A critical examination of the sensitivity of unidimensional subscales derived from the Hamilton Depression Rating Scale to antidepressant drug effects

Abstract

Unidimensional subscales for assessment of major depression may be more sensitive to antidepressant drug effects than the Hamilton Depression Rating Scale (HAM-D). To further examine this possibility, we analyzed pooled data from eight comparable, well-controlled clinical trials of venlafaxine and compared such subscales and the 17-item HAM-D (HAM-D(17)) based on effect size and number of patients required for 80% power. Symptoms of depression were assessed using the HAM-D among intent-to-treat patients (2045) randomly assigned to receive venlafaxine (immediate release, n = 474; extended release, n = 377), one of several selective serotonin reuptake inhibitors (SSRIs) (n = 748), or placebo (n = 446) for up to 8 weeks. With SSRIs or venlafaxine vs. placebo, subscales yielded effect sizes (0.328-0.528) 16 to 76% larger than the HAM-D(17) did (0.237 and 0.396, respectively), and required 31 to 64% fewer patients for 80% power. With venlafaxine vs.
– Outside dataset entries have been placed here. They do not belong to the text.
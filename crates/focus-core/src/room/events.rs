//! Chat-room events.

use super::member::MemberRole;
use super::metadata::RoomMetadata;
use super::presence::OccupantId;

/// Higher-level events derived from the presence stream.
///
/// Dispatch is synchronous, inside the room lock, so listener order
/// matches wire order. Listeners must bounce onto their own queue for
/// anything heavier than bookkeeping and must not call back into the
/// room.
#[derive(Debug, Clone, PartialEq, Eq)]
pub enum ChatRoomEvent {
    MemberJoined(OccupantId),
    MemberLeft(OccupantId),
    MemberKicked(OccupantId),
    RoleChanged { occupant: OccupantId, role: MemberRole },
    SourceInfoChanged(OccupantId),
    AudioSendersCountChanged(usize),
    VideoSendersCountChanged(usize),
    ConfigReloaded,
    MetadataUpdated(RoomMetadata),
    RoomDestroyed { reason: Option<String> },
}
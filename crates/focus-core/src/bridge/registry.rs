//! Registry of known bridges.
//!
//! Global read-mostly state shared by all conferences; guarded by a
//! single `RwLock` per the concurrency model.

use std::collections::HashMap;

use focus_common::EventEmitter;
use parking_lot::RwLock;

use super::bridge::{Bridge, BridgeId};

/// Registry-level bridge lifecycle events.
#[derive(Debug, Clone, PartialEq, Eq)]
pub enum BridgeEvent {
    Added(BridgeId),
    Removed(BridgeId),
    /// The bridge was marked non-operational after a failure; sessions
    /// on it must be torn down.
    Failed(BridgeId),
}

/// Tracks every bridge the focus knows about.
#[derive(Debug, Default)]
pub struct BridgeRegistry {
    bridges: RwLock<HashMap<BridgeId, Bridge>>,
    emitter: EventEmitter<BridgeEvent>,
}

impl BridgeRegistry {
    pub fn new() -> Self {
        Self::default()
    }

    pub fn subscribe<F>(&self, name: &str, listener: F)
    where
        F: Fn(&BridgeEvent) + Send + Sync + 'static,
    {
        self.emitter.subscribe(name, listener);
    }

    pub fn unsubscribe(&self, name: &str) -> bool {
        self.emitter.unsubscribe(name)
    }

    /// Insert or refresh a bridge from its latest status report.
    pub fn upsert(&self, bridge: Bridge) {
        let id = bridge.id.clone();
        let is_new = {
            let mut bridges = self.bridges.write();
            bridges.insert(id.clone(), bridge).is_none()
        };
        if is_new {
            tracing::info!("Bridge added: {}", id);
            self.emitter.emit(&BridgeEvent::Added(id));
        }
    }

    pub fn remove(&self, id: &BridgeId) -> Option<Bridge> {
        let removed = self.bridges.write().remove(id);
        if removed.is_some() {
            tracing::info!("Bridge removed: {}", id);
            self.emitter.emit(&BridgeEvent::Removed(id.clone()));
        }
        removed
    }

    /// Mark a bridge non-operational after an error response or a
    /// transport failure.
    pub fn mark_failed(&self, id: &BridgeId) {
        let marked = {
            let mut bridges = self.bridges.write();
            match bridges.get_mut(id) {
                Some(bridge) if bridge.operational => {
                    bridge.operational = false;
                    true
                }
                _ => false,
            }
        };
        if marked {
            tracing::warn!("Bridge marked non-operational: {}", id);
            self.emitter.emit(&BridgeEvent::Failed(id.clone()));
        }
    }

    pub fn get(&self, id: &BridgeId) -> Option<Bridge> {
        self.bridges.read().get(id).cloned()
    }

    /// All bridges eligible for selection, in stable (stress, id)
    /// order.
    pub fn selectable(&self) -> Vec<Bridge> {
        let mut bridges: Vec<Bridge> =
            self.bridges.read().values().filter(|b| b.is_selectable()).cloned().collect();
        bridges.sort_by(|a, b| {
            a.stress.partial_cmp(&b.stress).unwrap_or(std::cmp::Ordering::Equal)
                .then_with(|| a.id.cmp(&b.id))
        });
        bridges
    }

    pub fn all(&self) -> Vec<Bridge> {
        self.bridges.read().values().cloned().collect()
    }

    pub fn len(&self) -> usize {
        self.bridges.read().len()
    }

    pub fn operational_count(&self) -> usize {
        self.bridges.read().values().filter(|b| b.operational).count()
    }
}

#[cfg(test)]
mod tests {
    use super::*;
    use std::sync::Arc;

    #[test]
    fn test_upsert_emits_added_once() {
        let registry = BridgeRegistry::new();
        let events = Arc::new(parking_lot::Mutex::new(Vec::new()));
        let sink = events.clone();
        registry.subscribe("test", move |e| sink.lock().push(e.clone()));

        registry.upsert(Bridge::new(BridgeId::from("b1")));
        registry.upsert(Bridge::new(BridgeId::from("b1")).with_stress(0.5));

        assert_eq!(*events.lock(), vec![BridgeEvent::Added(BridgeId::from("b1"))]);
        assert_eq!(registry.get(&BridgeId::from("b1")).unwrap().stress, 0.5);
    }

    #[test]
    fn test_mark_failed_flips_operational_once() {
        let registry = BridgeRegistry::new();
        let events = Arc::new(parking_lot::Mutex::new(Vec::new()));
        let sink = events.clone();
        registry.subscribe("test", move |e| sink.lock().push(e.clone()));

        registry.upsert(Bridge::new(BridgeId::from("b1")));
        registry.mark_failed(&BridgeId::from("b1"));
        registry.mark_failed(&BridgeId::from("b1"));

        assert!(!registry.get(&BridgeId::from("b1")).unwrap().operational);
        let failed: Vec<_> = events
            .lock()
            .iter()
            .filter(|e| matches!(e, BridgeEvent::Failed(_)))
            .cloned()
            .collect();
        assert_eq!(failed.len(), 1);
        assert_eq!(registry.operational_count(), 0);
    }

    #[test]
    fn test_selectable_is_sorted_and_filtered() {
        let registry = BridgeRegistry::new();
        registry.upsert(Bridge::new(BridgeId::from("b2")).with_stress(0.3));
        registry.upsert(Bridge::new(BridgeId::from("b1")).with_stress(0.3));
        registry.upsert(Bridge::new(BridgeId::from("b3")).with_stress(0.1));
        let mut down = Bridge::new(BridgeId::from("b4"));
        down.operational = false;
        registry.upsert(down);

        let ids: Vec<_> = registry.selectable().iter().map(|b| b.id.clone()).collect();
        assert_eq!(
            ids,
            vec![BridgeId::from("b3"), BridgeId::from("b1"), BridgeId::from("b2")]
        );
    }
}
SSRIs, the subscales showed no advantage over the HAM-D(17); all devices yielded comparable, positive effect sizes (0.183-0.195). Final subscale scores significantly predicted (all P < 0.05) whether patients met criteria for remission (eg, HAM-D(17) score of < or = 7). These findings suggest that unidimensional subscales are more sensitive to antidepressant drug effects than the HAM-D(17) is, but only in active agent/placebo comparisons. Our data further suggest the subscales can predict the presence of remission. Given these findings, prudent use of these subscales may be appropriate, cost-effective, and informative.